Programming is not simply translating. It is taking Desire or Need and turning it into Product. Even the human brain fucks that up on occasion. There are times I have made a detailed mock up for my dev(s) and they completely misunderstand something even after we have talked about it. AI is no where near improving on that process and to be honest once it gets to that point no human will need to work(or really even exist).
Vogue wasn’t replaced by another fashion media company, it was replaced by 10,000 influencers.
Was Vogue replaced? They still receive over 11 million visits monthly. Sure their medium changed but I would be willing to bet that to the people who matter Vogue is a more important voice than some dipshit snorting cinnamon on tiktok. The top 1% of influencers might have a rivaling voice but they often fall off rapidly because quite honestly they are just not that interesting once you see them enough. They are always cloying. They are desperate for views and attention because advertising is kind of shit for influencers. That is why Chase Bank still advertises with Vogue but Logan Paul does not have their logo tattooed on his face.

Also what top tier fashion events or any event for that matter are going to let those 10,000 influencers in? Who is going to give an interview to 10,000 influencers? Is every designer or important figure going to fire up a stream?

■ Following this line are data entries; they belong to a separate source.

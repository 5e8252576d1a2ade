use anyhow::Result;
use clap::Args;
use company_search::validation::{classify_identifier, is_valid_identifier, validate_identifier};
use company_search::IdentifierType;

use crate::output::{
    print_json, print_validations_csv, print_validations_markdown, print_validations_table,
    print_validations_xml, OutputFormat, ValidationReport,
};

/// Identifier formats with a validator, in priority order.
const FORMATS: [IdentifierType; 4] = [
    IdentifierType::Ticker,
    IdentifierType::Lei,
    IdentifierType::Figi,
    IdentifierType::Permid,
];

#[derive(Args)]
pub struct ValidateArgs {
    /// Identifier to check
    pub identifier: String,

    /// Only check this format: lei, ticker, figi or permid
    #[arg(long = "type")]
    pub identifier_type: Option<String>,
}

pub fn run(args: &ValidateArgs, format: &OutputFormat) -> Result<()> {
    let identifier = args.identifier.trim();
    let reports = build_reports(identifier, args.identifier_type.as_deref());

    if args.identifier_type.is_none() {
        let kinds: Vec<String> = classify_identifier(identifier)
            .iter()
            .map(|ty| ty.to_string())
            .collect();
        if kinds.is_empty() {
            eprintln!("'{}' matches no known identifier format", identifier);
        } else {
            eprintln!("'{}' looks like: {}", identifier, kinds.join(", "));
        }
    }

    match format {
        OutputFormat::Table => print_validations_table(&reports),
        OutputFormat::Json => print_json(&reports),
        OutputFormat::Csv => print_validations_csv(&reports)?,
        OutputFormat::Markdown => print_validations_markdown(&reports),
        OutputFormat::Xml => print_validations_xml(&reports)?,
    }

    Ok(())
}

/// One report for the requested type, or one per known format.
///
/// Surrounding whitespace is ignored, matching [`classify_identifier`].
fn build_reports(identifier: &str, identifier_type: Option<&str>) -> Vec<ValidationReport> {
    let identifier = identifier.trim();
    match identifier_type {
        Some(ty) => vec![ValidationReport {
            identifier: identifier.to_string(),
            identifier_type: ty.to_string(),
            valid: validate_identifier(identifier, ty),
        }],
        None => FORMATS
            .iter()
            .map(|ty| ValidationReport {
                identifier: identifier.to_string(),
                identifier_type: ty.to_string(),
                valid: is_valid_identifier(identifier, *ty),
            })
            .collect(),
    }
}
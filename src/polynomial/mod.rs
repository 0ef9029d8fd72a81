// src/polynomial/mod.rs

pub mod binary_polynomial;
pub mod bit_order;
pub mod rendering;

pub use binary_polynomial::{BinaryPolynomial, INT_WIDTH, MAX_LEN};
pub use bit_order::BitOrder;
// src/main.rs

use log::error;

use binpoly::cli::{self, CliError};

fn main() {
    let args: Vec<String> = std::env::args().skip(1).collect();

    match cli::run(&args) {
        Ok(output) => println!("{}", output),
        Err(CliError::Usage(message)) => {
            eprintln!("{}\n\n{}", message, cli::USAGE);
            std::process::exit(2);
        }
        Err(e) => {
            error!("{}", e);
            eprintln!("error: {}", e);
            std::process::exit(1);
        }
    }
}
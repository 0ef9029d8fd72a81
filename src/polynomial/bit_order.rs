// src/polynomial/bit_order.rs

use serde::{Deserialize, Serialize};
use std::fmt::{Display, Formatter, Result};
use std::str::FromStr;

/// Which end of a bit string holds the highest power of `x`.
#[derive(Debug, Clone, Copy, PartialEq, Eq, Hash, Default, Serialize, Deserialize)]
#[serde(rename_all = "snake_case")]
pub enum BitOrder {
    /// First character is the highest degree, as numbers are usually written.
    #[default]
    #[serde(alias = "msb")]
    MsbFirst,
    /// First character is the coefficient of `x^0`.
    #[serde(alias = "lsb")]
    LsbFirst,
}

impl FromStr for BitOrder {
    type Err = String;

    fn from_str(s: &str) -> std::result::Result<Self, Self::Err> {
        match s.trim().to_ascii_lowercase().as_str() {
            "msb" | "msb_first" | "msb-first" => Ok(BitOrder::MsbFirst),
            "lsb" | "lsb_first" | "lsb-first" => Ok(BitOrder::LsbFirst),
            other => Err(format!("unknown bit order: {}", other)),
        }
    }
}

impl Display for BitOrder {
    fn fmt(&self, f: &mut Formatter<'_>) -> Result {
        match self {
            BitOrder::MsbFirst => write!(f, "msb_first"),
            BitOrder::LsbFirst => write!(f, "lsb_first"),
        }
    }
}
// src/lib.rs

pub mod cli;
pub mod config;
pub mod core;
pub mod polynomial;

pub use crate::core::error::PolynomialError;
pub use crate::polynomial::{BinaryPolynomial, BitOrder, INT_WIDTH, MAX_LEN};
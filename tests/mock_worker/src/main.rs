//! Mock worker for integration testing
//!
//! Environment variables:
//! - ASPNETCORE_PORT: Port to listen on (required)
//! - ASPNETCORE_TOKEN: Token expected in X-Forward-Token and X-Shutdown-Token
//! - ASPNETCORE_APPL_PATH: Application base path (default: /)
//! - STARTUP_DELAY_MS: Delay before listening (default: 0)
//! - IGNORE_SHUTDOWN: Answer the shutdown call but keep running

use base64::Engine;
use sha1::{Digest, Sha1};
use std::env;
use std::sync::OnceLock;
use std::time::Duration;
use tokio::io::{AsyncReadExt, AsyncWriteExt};
use tokio::net::{TcpListener, TcpStream};

/// WebSocket magic GUID for handshake
const WS_MAGIC_GUID: &str = "258EAFA5-E914-47DA-95CA-C5AB0DC85B11";

static SETTINGS: OnceLock<Settings> = OnceLock::new();

struct Settings {
    port: u16,
    token: Option<String>,
    app_path: String,
    ignore_shutdown: bool,
}

fn settings() -> &'static Settings {
    SETTINGS.get().expect("settings initialised in main")
}

#[tokio::main]
async fn main() {
    let port: u16 = env::var("ASPNETCORE_PORT")
        .expect("ASPNETCORE_PORT environment variable required")
        .parse()
        .expect("ASPNETCORE_PORT must be a valid port number");

    let startup_delay: u64 = env::var("STARTUP_DELAY_MS")
        .ok()
        .and_then(|v| v.parse().ok())
        .unwrap_or(0);

    SETTINGS
        .set(Settings {
            port,
            token: env::var("ASPNETCORE_TOKEN").ok(),
            app_path: env::var("ASPNETCORE_APPL_PATH").unwrap_or_else(|_| "/".to_string()),
            ignore_shutdown: env::var("IGNORE_SHUTDOWN").is_ok(),
        })
        .ok();

    if startup_delay > 0 {
        eprintln!("Mock worker: sleeping for {}ms before starting", startup_delay);
        tokio::time::sleep(Duration::from_millis(startup_delay)).await;
    }

    let listener = TcpListener::bind(format!("127.0.0.1:{}", port))
        .await
        .expect("Failed to bind");

    println!("Mock worker: listening on port {}", port);

    loop {
        match listener.accept().await {
            Ok((stream, _)) => {
                tokio::spawn(handle_connection(stream));
            }
            Err(e) => {
                eprintln!("Mock worker: accept error: {}", e);
            }
        }
    }
}

struct Request {
    method: String,
    path: String,
    headers: Vec<(String, String)>,
    body: Vec<u8>,
}

impl Request {
    fn header(&self, name: &str) -> Option<&str> {
        self.headers
            .iter()
            .find(|(n, _)| n.eq_ignore_ascii_case(name))
            .map(|(_, v)| v.as_str())
    }
}

async fn read_request(stream: &mut TcpStream) -> Option<Request> {
    let mut buf = Vec::new();
    let mut temp = [0u8; 1024];

    let head_end = loop {
        if let Some(pos) = buf.windows(4).position(|w| w == b"\r\n\r\n") {
            break pos;
        }
        if buf.len() > 16384 {
            return None;
        }
        match stream.read(&mut temp).await {
            Ok(0) | Err(_) => return None,
            Ok(n) => buf.extend_from_slice(&temp[..n]),
        }
    };

    let head = String::from_utf8_lossy(&buf[..head_end]).to_string();
    let mut body = buf[head_end + 4..].to_vec();

    let mut lines = head.split("\r\n");
    let mut parts = lines.next()?.split(' ');
    let method = parts.next()?.to_string();
    let path = parts.next()?.to_string();
    let headers: Vec<(String, String)> = lines
        .filter_map(|l| l.split_once(':'))
        .map(|(n, v)| (n.trim().to_string(), v.trim().to_string()))
        .collect();

    let mut request = Request {
        method,
        path,
        headers,
        body: Vec::new(),
    };

    if let Some(length) = request.header("content-length").and_then(|v| v.parse::<usize>().ok()) {
        while body.len() < length {
            match stream.read(&mut temp).await {
                Ok(0) | Err(_) => return None,
                Ok(n) => body.extend_from_slice(&temp[..n]),
            }
        }
        body.truncate(length);
    } else if request
        .header("transfer-encoding")
        .is_some_and(|v| v.eq_ignore_ascii_case("chunked"))
    {
        body = read_chunked(stream, body).await?;
    }

    request.body = body;
    Some(request)
}

async fn read_chunked(stream: &mut TcpStream, mut raw: Vec<u8>) -> Option<Vec<u8>> {
    let mut temp = [0u8; 1024];
    let mut decoded = Vec::new();
    let mut pos = 0;

    loop {
        let line_end = loop {
            if let Some(i) = raw[pos..].windows(2).position(|w| w == b"\r\n") {
                break pos + i;
            }
            match stream.read(&mut temp).await {
                Ok(0) | Err(_) => return None,
                Ok(n) => raw.extend_from_slice(&temp[..n]),
            }
        };
        let size_line = String::from_utf8_lossy(&raw[pos..line_end]).to_string();
        let size = usize::from_str_radix(size_line.split(';').next()?.trim(), 16).ok()?;
        pos = line_end + 2;

        while raw.len() < pos + size + 2 {
            match stream.read(&mut temp).await {
                Ok(0) | Err(_) => return None,
                Ok(n) => raw.extend_from_slice(&temp[..n]),
            }
        }
        if size == 0 {
            return Some(decoded);
        }
        decoded.extend_from_slice(&raw[pos..pos + size]);
        pos += size + 2;
    }
}

async fn handle_connection(mut stream: TcpStream) {
    let Some(request) = read_request(&mut stream).await else {
        return;
    };
    let settings = settings();

    println!("Mock worker: {} {}", request.method, request.path);

    let base = settings.app_path.trim_end_matches('/');
    if request.method == "POST" && request.path == format!("{}/iisintegration", base) {
        handle_shutdown(stream, &request).await;
        return;
    }

    if let Some(expected) = &settings.token {
        if request.header("x-forward-token") != Some(expected.as_str()) {
            respond(&mut stream, "400 Bad Request", "text/plain", b"token mismatch", &[]).await;
            return;
        }
    }

    let is_websocket = request
        .header("upgrade")
        .is_some_and(|v| v.eq_ignore_ascii_case("websocket"));

    match request.path.as_str() {
        "/ws" if is_websocket => handle_upgrade(stream, &request).await,
        "/headers" => {
            let mut json = String::from("{");
            for (i, (name, value)) in request.headers.iter().enumerate() {
                if i > 0 {
                    json.push(',');
                }
                json.push_str(&format!(
                    "\"{}\":\"{}\"",
                    name.to_lowercase(),
                    value.replace('"', "\\\"")
                ));
            }
            json.push('}');
            respond(&mut stream, "200 OK", "application/json", json.as_bytes(), &[]).await;
        }
        "/echo-body" => {
            respond(&mut stream, "200 OK", "application/octet-stream", &request.body, &[]).await;
        }
        "/chunked" => {
            let mut response = b"HTTP/1.1 200 OK\r\nContent-Type: text/plain\r\nTransfer-Encoding: chunked\r\nConnection: close\r\n\r\n".to_vec();
            for piece in ["first,", "second,", "third"] {
                response.extend_from_slice(format!("{:x}\r\n{}\r\n", piece.len(), piece).as_bytes());
            }
            response.extend_from_slice(b"0\r\n\r\n");
            let _ = stream.write_all(&response).await;
        }
        "/redirect" => {
            let location = format!("Location: http://127.0.0.1:{}/target", settings.port);
            respond(&mut stream, "302 Found", "text/plain", b"", &[&location]).await;
        }
        "/slow" => {
            tokio::time::sleep(Duration::from_secs(2)).await;
            respond(&mut stream, "200 OK", "text/plain", b"slow response", &[]).await;
        }
        "/exit" => {
            println!("Mock worker: exiting on request");
            std::process::exit(3);
        }
        "/pid" => {
            let pid = std::process::id().to_string();
            respond(&mut stream, "200 OK", "text/plain", pid.as_bytes(), &[]).await;
        }
        _ => {
            respond(&mut stream, "200 OK", "text/plain", b"echo response", &[]).await;
        }
    }
}

async fn handle_shutdown(mut stream: TcpStream, request: &Request) {
    let settings = settings();
    let authorised = request
        .header("x-shutdown-event")
        .is_some_and(|v| v.eq_ignore_ascii_case("shutdown"))
        && settings.token.as_deref() == request.header("x-shutdown-token");

    if !authorised {
        respond(&mut stream, "400 Bad Request", "text/plain", b"bad shutdown request", &[]).await;
        return;
    }

    respond(&mut stream, "202 Accepted", "text/plain", b"", &[]).await;
    if settings.ignore_shutdown {
        println!("Mock worker: ignoring shutdown request");
        return;
    }
    println!("Mock worker: shutting down");
    let _ = stream.shutdown().await;
    tokio::time::sleep(Duration::from_millis(50)).await;
    std::process::exit(0);
}

async fn respond(stream: &mut TcpStream, status: &str, content_type: &str, body: &[u8], extra: &[&str]) {
    let mut response = format!(
        "HTTP/1.1 {}\r\nContent-Type: {}\r\nContent-Length: {}\r\nConnection: close\r\nX-Mock-Worker: true\r\n",
        status,
        content_type,
        body.len()
    );
    for header in extra {
        response.push_str(header);
        response.push_str("\r\n");
    }
    response.push_str("\r\n");

    let mut bytes = response.into_bytes();
    bytes.extend_from_slice(body);
    let _ = stream.write_all(&bytes).await;
}

async fn handle_upgrade(mut stream: TcpStream, request: &Request) {
    let Some(key) = request.header("sec-websocket-key") else {
        respond(&mut stream, "400 Bad Request", "text/plain", b"missing key", &[]).await;
        return;
    };

    let response = format!(
        "HTTP/1.1 101 Switching Protocols\r\n\
         Upgrade: websocket\r\n\
         Connection: Upgrade\r\n\
         Sec-WebSocket-Accept: {}\r\n\
         \r\n",
        compute_ws_accept(key)
    );
    if stream.write_all(response.as_bytes()).await.is_err() {
        return;
    }
    handle_websocket(stream).await;
}

/// Compute the Sec-WebSocket-Accept header value
fn compute_ws_accept(key: &str) -> String {
    let mut hasher = Sha1::new();
    hasher.update(key.as_bytes());
    hasher.update(WS_MAGIC_GUID.as_bytes());
    let hash = hasher.finalize();
    base64::engine::general_purpose::STANDARD.encode(hash)
}

fn frame(opcode: u8, payload: &[u8]) -> Vec<u8> {
    let mut out = vec![0x80 | opcode];
    if payload.len() < 126 {
        out.push(payload.len() as u8);
    } else if payload.len() < 65536 {
        out.push(126);
        out.extend_from_slice(&(payload.len() as u16).to_be_bytes());
    } else {
        out.push(127);
        out.extend_from_slice(&(payload.len() as u64).to_be_bytes());
    }
    out.extend_from_slice(payload);
    out
}

/// Echo text frames, answer pings, close on close
async fn handle_websocket(mut stream: TcpStream) {
    loop {
        let mut header = [0u8; 2];
        if stream.read_exact(&mut header).await.is_err() {
            break;
        }

        let opcode = header[0] & 0x0F;
        let masked = (header[1] & 0x80) != 0;
        let mut payload_len = (header[1] & 0x7F) as u64;

        if payload_len == 126 {
            let mut ext = [0u8; 2];
            if stream.read_exact(&mut ext).await.is_err() {
                break;
            }
            payload_len = u16::from_be_bytes(ext) as u64;
        } else if payload_len == 127 {
            let mut ext = [0u8; 8];
            if stream.read_exact(&mut ext).await.is_err() {
                break;
            }
            payload_len = u64::from_be_bytes(ext);
        }

        let mask = if masked {
            let mut m = [0u8; 4];
            if stream.read_exact(&mut m).await.is_err() {
                break;
            }
            Some(m)
        } else {
            None
        };

        let mut payload = vec![0u8; payload_len as usize];
        if !payload.is_empty() && stream.read_exact(&mut payload).await.is_err() {
            break;
        }
        if let Some(mask) = mask {
            for (i, byte) in payload.iter_mut().enumerate() {
                *byte ^= mask[i % 4];
            }
        }

        let reply = match opcode {
            0x1 => frame(0x1, &payload),
            0x9 => frame(0xA, &payload),
            0x8 => {
                let _ = stream.write_all(&frame(0x8, &[])).await;
                break;
            }
            _ => continue,
        };
        if stream.write_all(&reply).await.is_err() {
            break;
        }
    }
}
#[async_trait]
impl HostContext for HyperHost {
    fn method(&self) -> &str {
        &self.method
    }

    fn path_and_query(&self) -> &str {
        &self.path_and_query
    }

    fn request_headers(&self) -> Vec<(String, String)> {
        self.headers.clone()
    }

    fn remote_addr(&self) -> Option<SocketAddr> {
        Some(self.remote_addr)
    }

    fn is_secure(&self) -> bool {
        self.secure
    }

    async fn read_body(&self, buf: &mut [u8]) -> std::io::Result<usize> {
        let mut guard = self.body.lock().await;
        let body = &mut *guard;
        loop {
            if !body.leftover.is_empty() {
                let n = body.leftover.len().min(buf.len());
                buf[..n].copy_from_slice(&body.leftover.split_to(n));
                return Ok(n);
            }
            if body.done {
                return Ok(0);
            }
            match body.incoming.frame().await {
                None => body.done = true,
                Some(Ok(frame)) => {
                    if let Ok(data) = frame.into_data() {
                        body.leftover = data;
                    }
                }
                Some(Err(e)) if e.is_incomplete_message() => {
                    body.done = true;
                    return Err(std::io::Error::new(std::io::ErrorKind::UnexpectedEof, e));
                }
                Some(Err(e)) => return Err(std::io::Error::new(std::io::ErrorKind::Other, e)),
            }
        }
    }

    fn set_status(&self, code: u16, reason: &str) {
        let Ok(status) = StatusCode::from_u16(code) else {
            warn!(code, "Ignoring invalid status code");
            return;
        };
        let mut state = self.response.lock();
        state.status = status;
        state.reason = match status.canonical_reason() {
            Some(canonical) if canonical == reason => None,
            _ if reason.is_empty() => None,
            _ => ReasonPhrase::try_from(reason.as_bytes().to_vec()).ok(),
        };
    }

    fn set_response_header(&self, name: &str, value: &str, replace: bool) {
        let (Ok(name), Ok(value)) = (
            HeaderName::from_bytes(name.as_bytes()),
            HeaderValue::from_str(value),
        ) else {
            debug!(name, "Skipping invalid response header");
            return;
        };
        let mut state = self.response.lock();
        if replace {
            state.headers.insert(name, value);
        } else {
            state.headers.append(name, value);
        }
    }

    fn delete_response_header(&self, name: &str) {
        self.response.lock().headers.remove(name);
    }

    async fn write_chunk(&self, data: Bytes) -> std::io::Result<()> {
        let tx = {
            let mut state = self.response.lock();
            self.send_head(&mut state);
            state.body_tx.clone()
        };
        let Some(tx) = tx else {
            return Err(broken_pipe("response already finished"));
        };
        if tx.send(Ok(Frame::data(data))).await.is_err() {
            self.signal_disconnect();
            return Err(broken_pipe("client went away"));
        }
        Ok(())
    }

    async fn flush(&self) -> std::io::Result<()> {
        self.send_head(&mut self.response.lock());
        if !self.connected.load(Ordering::SeqCst) {
            return Err(broken_pipe("client went away"));
        }
        Ok(())
    }

    async fn upgrade(&self) -> std::io::Result<Box<dyn DuplexStream>> {
        self.send_head(&mut self.response.lock());
        let on_upgrade = self
            .on_upgrade
            .lock()
            .take()
            .ok_or_else(|| broken_pipe("connection already upgraded"))?;
        let upgraded = on_upgrade
            .await
            .map_err(|e| std::io::Error::new(std::io::ErrorKind::Other, e))?;
        Ok(Box::new(TokioIo::new(upgraded)))
    }

    fn reset_connection(&self) {
        let mut state = self.response.lock();
        self.send_head(&mut state);
        self.reset.store(true, Ordering::SeqCst);
        state.body_tx = None;
    }

    fn is_client_connected(&self) -> bool {
        self.connected.load(Ordering::SeqCst)
    }

    fn register_disconnect_callback(&self, callback: DisconnectCallback) {
        *self.disconnect_callback.lock() = Some(callback);
    }

    fn unregister_disconnect_callback(&self) {
        *self.disconnect_callback.lock() = None;
    }

    fn post_completion(&self) {
        let mut state = self.response.lock();
        self.send_head(&mut state);
        state.body_tx = None;
    }
}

No. They are going to talk to the top outlets and then the influencers are going to munch up that data and spit out their interpretation of that data.

Still I get what he is saying but I feel like he is not getting the scenario correct. Newspapers were diminished by radio, radio by tv, tv, magazines, and general sanity and decency by the Internet.

Like I get that this guy has made a lot of money through VC but I do not see anything that indicates he actually has a profession beyond being at Thrive Capital during one of the most gimme moments in funding history.